● **What the exercise asks**
Look through the material and tally each line bearing the word "predecessor". Give only the total.

>>>

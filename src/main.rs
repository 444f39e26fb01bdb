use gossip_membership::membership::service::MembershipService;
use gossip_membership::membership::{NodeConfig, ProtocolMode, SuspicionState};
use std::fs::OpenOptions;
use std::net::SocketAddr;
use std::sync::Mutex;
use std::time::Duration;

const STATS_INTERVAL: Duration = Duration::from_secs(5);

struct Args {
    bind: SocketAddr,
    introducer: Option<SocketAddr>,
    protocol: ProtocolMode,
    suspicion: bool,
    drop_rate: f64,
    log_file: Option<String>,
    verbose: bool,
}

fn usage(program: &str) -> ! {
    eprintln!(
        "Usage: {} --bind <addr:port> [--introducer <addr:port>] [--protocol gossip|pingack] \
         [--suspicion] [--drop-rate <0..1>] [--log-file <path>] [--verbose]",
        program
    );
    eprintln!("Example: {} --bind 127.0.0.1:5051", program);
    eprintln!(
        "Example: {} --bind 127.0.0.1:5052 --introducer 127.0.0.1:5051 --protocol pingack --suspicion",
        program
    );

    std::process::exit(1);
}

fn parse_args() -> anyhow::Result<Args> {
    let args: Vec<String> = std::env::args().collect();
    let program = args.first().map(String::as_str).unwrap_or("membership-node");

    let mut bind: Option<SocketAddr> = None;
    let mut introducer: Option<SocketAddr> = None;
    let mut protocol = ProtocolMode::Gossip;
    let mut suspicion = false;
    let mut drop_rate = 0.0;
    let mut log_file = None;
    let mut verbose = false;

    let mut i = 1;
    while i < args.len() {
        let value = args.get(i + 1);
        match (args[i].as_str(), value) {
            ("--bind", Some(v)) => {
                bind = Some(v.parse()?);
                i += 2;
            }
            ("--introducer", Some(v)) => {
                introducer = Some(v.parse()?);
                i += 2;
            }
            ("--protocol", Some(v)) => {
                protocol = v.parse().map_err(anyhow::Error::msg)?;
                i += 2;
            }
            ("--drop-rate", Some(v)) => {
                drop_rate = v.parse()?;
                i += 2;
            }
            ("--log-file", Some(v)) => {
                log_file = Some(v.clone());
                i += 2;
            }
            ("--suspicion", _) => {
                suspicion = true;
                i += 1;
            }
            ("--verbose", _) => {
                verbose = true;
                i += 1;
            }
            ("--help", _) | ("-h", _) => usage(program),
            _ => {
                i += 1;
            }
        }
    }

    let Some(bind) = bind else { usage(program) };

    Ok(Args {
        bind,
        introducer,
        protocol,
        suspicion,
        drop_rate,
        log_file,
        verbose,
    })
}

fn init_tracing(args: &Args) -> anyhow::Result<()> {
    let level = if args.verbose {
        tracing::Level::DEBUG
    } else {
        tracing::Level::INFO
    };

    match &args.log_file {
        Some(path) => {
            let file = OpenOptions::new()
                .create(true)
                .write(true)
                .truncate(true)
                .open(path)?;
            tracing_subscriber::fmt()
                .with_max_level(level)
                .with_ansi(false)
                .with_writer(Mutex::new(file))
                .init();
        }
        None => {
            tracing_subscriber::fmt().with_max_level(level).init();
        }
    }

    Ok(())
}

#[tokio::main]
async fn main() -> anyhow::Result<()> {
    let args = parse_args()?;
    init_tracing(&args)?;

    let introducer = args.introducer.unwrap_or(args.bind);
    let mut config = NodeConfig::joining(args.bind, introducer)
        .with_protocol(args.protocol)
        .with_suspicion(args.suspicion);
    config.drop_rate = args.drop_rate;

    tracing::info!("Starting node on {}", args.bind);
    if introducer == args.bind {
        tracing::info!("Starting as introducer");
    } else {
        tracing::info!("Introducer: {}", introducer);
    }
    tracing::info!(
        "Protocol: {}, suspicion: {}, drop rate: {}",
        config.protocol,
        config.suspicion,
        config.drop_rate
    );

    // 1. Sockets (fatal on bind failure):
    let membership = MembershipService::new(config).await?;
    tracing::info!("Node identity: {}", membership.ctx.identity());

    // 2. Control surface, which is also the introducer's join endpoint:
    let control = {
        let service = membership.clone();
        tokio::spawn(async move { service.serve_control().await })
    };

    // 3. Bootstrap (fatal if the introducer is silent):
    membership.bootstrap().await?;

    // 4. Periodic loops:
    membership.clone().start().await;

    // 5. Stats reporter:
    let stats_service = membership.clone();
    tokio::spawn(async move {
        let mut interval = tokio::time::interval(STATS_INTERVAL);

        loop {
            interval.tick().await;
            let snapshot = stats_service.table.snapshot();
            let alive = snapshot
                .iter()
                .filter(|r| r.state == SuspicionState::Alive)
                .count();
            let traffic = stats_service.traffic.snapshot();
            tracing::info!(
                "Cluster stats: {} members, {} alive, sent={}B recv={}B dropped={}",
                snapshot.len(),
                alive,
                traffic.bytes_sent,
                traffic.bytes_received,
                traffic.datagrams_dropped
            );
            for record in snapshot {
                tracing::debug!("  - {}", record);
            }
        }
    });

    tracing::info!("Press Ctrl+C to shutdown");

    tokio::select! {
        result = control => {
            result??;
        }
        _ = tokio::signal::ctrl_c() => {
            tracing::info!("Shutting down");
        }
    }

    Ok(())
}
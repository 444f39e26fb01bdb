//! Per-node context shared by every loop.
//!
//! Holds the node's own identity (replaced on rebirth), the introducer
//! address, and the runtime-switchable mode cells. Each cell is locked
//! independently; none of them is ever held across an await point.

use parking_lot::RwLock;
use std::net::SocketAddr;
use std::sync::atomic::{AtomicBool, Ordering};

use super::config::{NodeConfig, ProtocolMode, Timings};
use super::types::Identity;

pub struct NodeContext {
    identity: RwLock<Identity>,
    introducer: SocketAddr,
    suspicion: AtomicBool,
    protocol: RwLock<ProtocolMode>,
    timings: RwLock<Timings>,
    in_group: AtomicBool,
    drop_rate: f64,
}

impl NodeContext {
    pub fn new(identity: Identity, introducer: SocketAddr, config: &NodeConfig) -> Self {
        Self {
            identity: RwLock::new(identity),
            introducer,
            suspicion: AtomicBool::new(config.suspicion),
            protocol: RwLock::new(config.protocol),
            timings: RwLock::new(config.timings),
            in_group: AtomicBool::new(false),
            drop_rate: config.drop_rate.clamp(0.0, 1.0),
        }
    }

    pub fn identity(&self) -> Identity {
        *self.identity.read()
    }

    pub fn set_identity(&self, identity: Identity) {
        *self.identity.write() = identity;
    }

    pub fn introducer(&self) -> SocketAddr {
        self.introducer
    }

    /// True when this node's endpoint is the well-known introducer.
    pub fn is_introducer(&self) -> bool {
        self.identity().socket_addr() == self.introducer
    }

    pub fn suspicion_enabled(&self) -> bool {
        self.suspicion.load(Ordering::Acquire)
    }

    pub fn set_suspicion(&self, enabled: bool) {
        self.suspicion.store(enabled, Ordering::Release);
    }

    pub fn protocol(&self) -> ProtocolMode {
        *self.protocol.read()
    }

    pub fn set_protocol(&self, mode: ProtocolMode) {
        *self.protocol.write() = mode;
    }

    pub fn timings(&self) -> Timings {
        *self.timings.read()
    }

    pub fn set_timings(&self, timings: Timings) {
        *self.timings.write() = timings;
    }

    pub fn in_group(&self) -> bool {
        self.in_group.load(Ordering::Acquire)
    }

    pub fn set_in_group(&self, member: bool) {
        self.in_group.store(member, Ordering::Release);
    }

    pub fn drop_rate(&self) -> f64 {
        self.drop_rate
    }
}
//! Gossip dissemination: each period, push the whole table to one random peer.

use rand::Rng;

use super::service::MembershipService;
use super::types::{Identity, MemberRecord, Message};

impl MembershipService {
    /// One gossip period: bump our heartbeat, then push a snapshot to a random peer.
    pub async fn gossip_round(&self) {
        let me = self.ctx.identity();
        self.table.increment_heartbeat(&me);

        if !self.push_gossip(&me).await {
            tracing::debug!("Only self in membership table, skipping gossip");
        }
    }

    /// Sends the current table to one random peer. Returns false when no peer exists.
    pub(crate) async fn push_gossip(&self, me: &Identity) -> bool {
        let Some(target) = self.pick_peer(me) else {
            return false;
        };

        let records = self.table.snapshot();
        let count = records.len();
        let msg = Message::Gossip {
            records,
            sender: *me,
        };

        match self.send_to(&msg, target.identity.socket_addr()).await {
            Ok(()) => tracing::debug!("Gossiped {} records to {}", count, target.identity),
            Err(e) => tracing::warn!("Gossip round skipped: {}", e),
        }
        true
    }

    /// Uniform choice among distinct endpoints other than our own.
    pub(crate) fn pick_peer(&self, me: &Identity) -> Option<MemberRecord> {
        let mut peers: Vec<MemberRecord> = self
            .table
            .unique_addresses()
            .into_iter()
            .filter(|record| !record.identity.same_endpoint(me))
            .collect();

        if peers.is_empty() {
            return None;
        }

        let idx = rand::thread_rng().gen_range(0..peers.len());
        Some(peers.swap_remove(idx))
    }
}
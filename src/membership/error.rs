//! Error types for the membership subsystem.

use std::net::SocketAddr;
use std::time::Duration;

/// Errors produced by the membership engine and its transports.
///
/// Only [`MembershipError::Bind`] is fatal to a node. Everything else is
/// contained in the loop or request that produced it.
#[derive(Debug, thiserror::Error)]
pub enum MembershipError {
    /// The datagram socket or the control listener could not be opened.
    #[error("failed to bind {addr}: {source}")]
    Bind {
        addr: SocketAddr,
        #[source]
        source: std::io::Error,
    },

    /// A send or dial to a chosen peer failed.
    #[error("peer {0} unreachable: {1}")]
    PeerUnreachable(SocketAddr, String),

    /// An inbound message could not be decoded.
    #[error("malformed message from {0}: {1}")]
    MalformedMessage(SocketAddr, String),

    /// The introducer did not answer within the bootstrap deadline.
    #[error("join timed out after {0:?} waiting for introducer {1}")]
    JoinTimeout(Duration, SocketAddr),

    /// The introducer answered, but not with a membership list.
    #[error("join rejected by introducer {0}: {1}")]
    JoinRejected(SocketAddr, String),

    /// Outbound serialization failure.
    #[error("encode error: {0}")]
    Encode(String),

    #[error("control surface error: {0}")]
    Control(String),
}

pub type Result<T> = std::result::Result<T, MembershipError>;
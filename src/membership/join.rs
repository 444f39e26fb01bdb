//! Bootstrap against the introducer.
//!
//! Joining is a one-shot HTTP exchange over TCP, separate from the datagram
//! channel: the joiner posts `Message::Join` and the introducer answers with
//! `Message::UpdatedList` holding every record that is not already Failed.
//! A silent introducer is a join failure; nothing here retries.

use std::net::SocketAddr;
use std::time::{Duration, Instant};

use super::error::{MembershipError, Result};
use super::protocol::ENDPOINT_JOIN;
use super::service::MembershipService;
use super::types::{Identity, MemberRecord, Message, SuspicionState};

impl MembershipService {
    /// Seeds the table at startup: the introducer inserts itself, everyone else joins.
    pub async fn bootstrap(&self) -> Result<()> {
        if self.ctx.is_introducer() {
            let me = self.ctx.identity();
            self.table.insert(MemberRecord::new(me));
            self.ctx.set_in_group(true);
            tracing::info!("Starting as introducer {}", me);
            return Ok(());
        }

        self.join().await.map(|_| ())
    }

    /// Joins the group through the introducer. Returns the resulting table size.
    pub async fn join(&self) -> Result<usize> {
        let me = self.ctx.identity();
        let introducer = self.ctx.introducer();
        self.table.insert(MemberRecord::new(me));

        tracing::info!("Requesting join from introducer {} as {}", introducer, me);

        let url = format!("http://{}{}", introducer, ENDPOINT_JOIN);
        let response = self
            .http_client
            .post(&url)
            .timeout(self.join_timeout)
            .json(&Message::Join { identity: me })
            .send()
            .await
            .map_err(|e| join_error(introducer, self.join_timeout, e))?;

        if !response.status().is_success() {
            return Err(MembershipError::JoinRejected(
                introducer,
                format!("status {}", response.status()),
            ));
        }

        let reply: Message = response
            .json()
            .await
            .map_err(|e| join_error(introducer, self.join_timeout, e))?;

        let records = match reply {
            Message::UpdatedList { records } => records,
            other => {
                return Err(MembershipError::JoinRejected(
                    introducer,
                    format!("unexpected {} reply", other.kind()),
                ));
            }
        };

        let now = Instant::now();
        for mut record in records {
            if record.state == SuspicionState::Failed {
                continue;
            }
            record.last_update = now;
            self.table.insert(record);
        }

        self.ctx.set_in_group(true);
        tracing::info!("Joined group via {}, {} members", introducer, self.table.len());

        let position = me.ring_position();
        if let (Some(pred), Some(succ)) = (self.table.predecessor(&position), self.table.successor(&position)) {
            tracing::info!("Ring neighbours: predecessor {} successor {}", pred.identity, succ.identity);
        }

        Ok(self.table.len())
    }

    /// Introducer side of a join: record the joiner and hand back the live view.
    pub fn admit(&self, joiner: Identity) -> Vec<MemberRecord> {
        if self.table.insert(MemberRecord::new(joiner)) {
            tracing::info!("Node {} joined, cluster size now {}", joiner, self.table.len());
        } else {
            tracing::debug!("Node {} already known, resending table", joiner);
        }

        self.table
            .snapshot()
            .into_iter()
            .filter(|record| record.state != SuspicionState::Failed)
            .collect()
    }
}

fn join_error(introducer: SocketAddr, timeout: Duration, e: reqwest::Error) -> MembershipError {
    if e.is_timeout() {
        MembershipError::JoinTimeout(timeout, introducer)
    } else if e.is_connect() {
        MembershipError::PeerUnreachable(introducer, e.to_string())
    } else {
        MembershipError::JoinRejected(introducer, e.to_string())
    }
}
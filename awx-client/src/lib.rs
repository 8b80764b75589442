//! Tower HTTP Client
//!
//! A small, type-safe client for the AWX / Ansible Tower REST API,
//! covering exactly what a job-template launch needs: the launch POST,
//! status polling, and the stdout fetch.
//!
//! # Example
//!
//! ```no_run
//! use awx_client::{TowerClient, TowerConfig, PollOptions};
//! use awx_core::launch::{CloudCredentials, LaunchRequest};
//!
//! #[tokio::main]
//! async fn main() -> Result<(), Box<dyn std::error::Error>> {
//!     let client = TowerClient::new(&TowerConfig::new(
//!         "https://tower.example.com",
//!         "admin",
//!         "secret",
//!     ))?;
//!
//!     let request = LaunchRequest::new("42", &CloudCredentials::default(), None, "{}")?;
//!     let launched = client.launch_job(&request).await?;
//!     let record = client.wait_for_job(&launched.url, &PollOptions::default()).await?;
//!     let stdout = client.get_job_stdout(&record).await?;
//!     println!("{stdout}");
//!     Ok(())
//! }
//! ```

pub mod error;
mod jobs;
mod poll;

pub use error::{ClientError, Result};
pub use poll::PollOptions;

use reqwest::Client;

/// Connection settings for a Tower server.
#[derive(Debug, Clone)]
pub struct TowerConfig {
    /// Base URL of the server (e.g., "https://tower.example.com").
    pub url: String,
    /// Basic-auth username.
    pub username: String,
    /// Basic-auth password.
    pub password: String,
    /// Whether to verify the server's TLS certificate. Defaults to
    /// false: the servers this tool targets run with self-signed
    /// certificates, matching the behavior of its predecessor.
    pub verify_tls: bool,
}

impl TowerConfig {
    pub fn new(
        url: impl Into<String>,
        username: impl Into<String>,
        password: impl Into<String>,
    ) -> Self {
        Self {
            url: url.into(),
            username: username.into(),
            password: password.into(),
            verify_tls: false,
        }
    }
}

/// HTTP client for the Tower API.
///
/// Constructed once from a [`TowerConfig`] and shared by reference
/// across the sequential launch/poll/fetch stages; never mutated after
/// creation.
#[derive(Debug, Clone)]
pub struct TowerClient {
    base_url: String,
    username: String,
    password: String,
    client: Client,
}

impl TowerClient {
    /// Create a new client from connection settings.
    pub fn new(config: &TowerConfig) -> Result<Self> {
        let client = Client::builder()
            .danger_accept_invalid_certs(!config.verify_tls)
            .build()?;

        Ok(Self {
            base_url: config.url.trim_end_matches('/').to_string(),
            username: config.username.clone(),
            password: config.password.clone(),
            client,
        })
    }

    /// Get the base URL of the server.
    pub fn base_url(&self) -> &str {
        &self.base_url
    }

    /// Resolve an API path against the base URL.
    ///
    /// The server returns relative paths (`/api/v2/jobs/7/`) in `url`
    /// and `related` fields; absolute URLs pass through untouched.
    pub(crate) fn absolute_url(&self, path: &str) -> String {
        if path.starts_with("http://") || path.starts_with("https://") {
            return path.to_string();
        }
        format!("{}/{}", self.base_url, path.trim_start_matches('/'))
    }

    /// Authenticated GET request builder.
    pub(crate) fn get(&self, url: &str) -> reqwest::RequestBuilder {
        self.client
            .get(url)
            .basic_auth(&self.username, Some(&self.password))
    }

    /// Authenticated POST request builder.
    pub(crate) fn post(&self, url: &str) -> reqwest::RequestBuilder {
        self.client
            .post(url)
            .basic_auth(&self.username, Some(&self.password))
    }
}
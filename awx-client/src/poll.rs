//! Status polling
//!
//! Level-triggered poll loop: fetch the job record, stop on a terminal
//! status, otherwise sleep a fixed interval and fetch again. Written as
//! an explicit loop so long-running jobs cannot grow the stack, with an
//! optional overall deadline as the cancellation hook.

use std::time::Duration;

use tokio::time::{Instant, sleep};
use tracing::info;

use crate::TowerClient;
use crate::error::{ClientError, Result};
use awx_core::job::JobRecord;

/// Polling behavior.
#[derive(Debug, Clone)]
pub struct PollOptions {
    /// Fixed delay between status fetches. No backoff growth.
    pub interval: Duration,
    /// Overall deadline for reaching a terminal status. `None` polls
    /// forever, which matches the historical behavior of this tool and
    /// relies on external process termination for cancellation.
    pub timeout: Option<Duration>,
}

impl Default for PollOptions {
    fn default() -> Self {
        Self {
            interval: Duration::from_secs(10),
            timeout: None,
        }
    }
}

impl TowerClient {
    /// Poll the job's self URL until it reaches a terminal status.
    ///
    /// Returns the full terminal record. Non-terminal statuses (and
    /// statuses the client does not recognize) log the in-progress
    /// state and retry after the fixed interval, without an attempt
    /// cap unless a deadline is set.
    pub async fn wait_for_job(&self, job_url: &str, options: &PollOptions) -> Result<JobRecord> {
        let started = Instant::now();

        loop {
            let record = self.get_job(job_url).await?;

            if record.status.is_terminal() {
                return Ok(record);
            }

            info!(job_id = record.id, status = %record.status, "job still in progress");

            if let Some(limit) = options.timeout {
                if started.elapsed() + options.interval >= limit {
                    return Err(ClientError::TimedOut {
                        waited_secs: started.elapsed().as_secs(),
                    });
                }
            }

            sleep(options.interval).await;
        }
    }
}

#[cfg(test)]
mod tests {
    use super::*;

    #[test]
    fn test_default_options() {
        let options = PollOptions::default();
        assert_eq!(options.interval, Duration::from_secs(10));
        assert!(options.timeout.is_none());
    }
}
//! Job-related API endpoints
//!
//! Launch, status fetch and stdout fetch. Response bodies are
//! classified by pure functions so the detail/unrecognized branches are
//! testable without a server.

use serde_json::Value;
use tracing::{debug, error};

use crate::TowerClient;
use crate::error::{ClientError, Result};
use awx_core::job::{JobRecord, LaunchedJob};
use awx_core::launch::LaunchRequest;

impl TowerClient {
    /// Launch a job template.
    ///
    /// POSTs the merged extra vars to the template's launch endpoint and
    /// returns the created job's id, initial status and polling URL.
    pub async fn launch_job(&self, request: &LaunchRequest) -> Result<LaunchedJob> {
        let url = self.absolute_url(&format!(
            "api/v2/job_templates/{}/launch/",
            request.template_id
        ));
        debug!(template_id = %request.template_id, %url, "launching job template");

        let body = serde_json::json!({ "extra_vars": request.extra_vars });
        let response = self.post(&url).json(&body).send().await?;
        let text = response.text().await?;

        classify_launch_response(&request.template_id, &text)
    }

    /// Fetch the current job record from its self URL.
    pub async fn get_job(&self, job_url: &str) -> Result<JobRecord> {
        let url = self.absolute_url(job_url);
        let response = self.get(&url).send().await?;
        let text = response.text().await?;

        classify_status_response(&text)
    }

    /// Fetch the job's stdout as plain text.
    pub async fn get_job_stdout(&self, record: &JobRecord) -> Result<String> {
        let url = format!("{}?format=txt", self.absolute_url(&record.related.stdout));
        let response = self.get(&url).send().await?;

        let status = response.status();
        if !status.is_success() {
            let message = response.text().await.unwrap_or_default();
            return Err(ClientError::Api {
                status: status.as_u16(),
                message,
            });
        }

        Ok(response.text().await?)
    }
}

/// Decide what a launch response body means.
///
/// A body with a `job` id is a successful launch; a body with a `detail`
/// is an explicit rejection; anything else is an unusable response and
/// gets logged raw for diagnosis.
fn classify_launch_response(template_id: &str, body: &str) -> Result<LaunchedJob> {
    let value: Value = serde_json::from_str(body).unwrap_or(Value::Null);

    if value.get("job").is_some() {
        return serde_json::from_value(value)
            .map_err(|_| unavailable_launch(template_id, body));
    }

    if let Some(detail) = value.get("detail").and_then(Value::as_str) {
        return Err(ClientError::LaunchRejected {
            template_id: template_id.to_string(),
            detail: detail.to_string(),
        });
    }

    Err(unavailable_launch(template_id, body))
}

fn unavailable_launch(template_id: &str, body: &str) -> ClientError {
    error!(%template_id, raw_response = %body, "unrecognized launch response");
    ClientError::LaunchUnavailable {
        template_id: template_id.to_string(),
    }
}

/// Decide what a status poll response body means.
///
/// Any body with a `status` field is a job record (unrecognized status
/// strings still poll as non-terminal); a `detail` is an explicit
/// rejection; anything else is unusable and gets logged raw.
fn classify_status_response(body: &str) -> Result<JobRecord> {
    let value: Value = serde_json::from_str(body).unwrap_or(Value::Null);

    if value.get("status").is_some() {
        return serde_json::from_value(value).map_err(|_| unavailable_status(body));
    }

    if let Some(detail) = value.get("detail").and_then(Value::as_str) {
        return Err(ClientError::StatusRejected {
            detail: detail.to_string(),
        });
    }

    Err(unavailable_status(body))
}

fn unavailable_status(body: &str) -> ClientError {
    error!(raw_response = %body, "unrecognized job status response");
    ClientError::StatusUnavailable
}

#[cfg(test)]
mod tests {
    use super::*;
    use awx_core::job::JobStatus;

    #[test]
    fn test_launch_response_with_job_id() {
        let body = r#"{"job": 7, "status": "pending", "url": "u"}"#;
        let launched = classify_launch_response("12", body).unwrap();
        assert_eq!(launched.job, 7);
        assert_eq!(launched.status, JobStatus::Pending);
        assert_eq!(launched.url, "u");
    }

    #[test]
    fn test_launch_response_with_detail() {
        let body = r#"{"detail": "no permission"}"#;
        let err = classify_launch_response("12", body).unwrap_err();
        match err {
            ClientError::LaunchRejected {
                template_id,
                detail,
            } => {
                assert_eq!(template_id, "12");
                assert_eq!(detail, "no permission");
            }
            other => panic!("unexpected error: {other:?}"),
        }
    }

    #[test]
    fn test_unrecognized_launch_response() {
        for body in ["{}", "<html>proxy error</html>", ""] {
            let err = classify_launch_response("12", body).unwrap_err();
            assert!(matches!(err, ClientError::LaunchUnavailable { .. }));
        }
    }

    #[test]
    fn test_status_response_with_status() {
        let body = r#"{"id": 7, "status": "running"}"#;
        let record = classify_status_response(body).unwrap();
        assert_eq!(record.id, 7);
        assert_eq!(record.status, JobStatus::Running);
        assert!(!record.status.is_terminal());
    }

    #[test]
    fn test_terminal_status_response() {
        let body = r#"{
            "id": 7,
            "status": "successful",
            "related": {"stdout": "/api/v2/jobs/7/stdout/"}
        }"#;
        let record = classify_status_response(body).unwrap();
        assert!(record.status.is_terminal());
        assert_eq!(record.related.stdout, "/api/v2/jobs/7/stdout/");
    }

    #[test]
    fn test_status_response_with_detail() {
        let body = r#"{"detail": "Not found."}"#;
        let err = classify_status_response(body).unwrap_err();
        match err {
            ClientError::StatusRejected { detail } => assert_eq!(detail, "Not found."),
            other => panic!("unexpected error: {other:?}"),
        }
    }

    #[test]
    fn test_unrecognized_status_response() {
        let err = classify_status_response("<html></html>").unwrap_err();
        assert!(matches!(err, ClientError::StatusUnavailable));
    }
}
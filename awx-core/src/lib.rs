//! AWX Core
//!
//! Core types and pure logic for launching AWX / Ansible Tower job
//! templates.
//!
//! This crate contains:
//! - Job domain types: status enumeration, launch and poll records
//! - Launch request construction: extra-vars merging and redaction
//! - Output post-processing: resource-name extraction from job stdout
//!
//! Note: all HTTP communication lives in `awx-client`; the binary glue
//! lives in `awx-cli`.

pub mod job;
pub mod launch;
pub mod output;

<<<

● **Written response**
3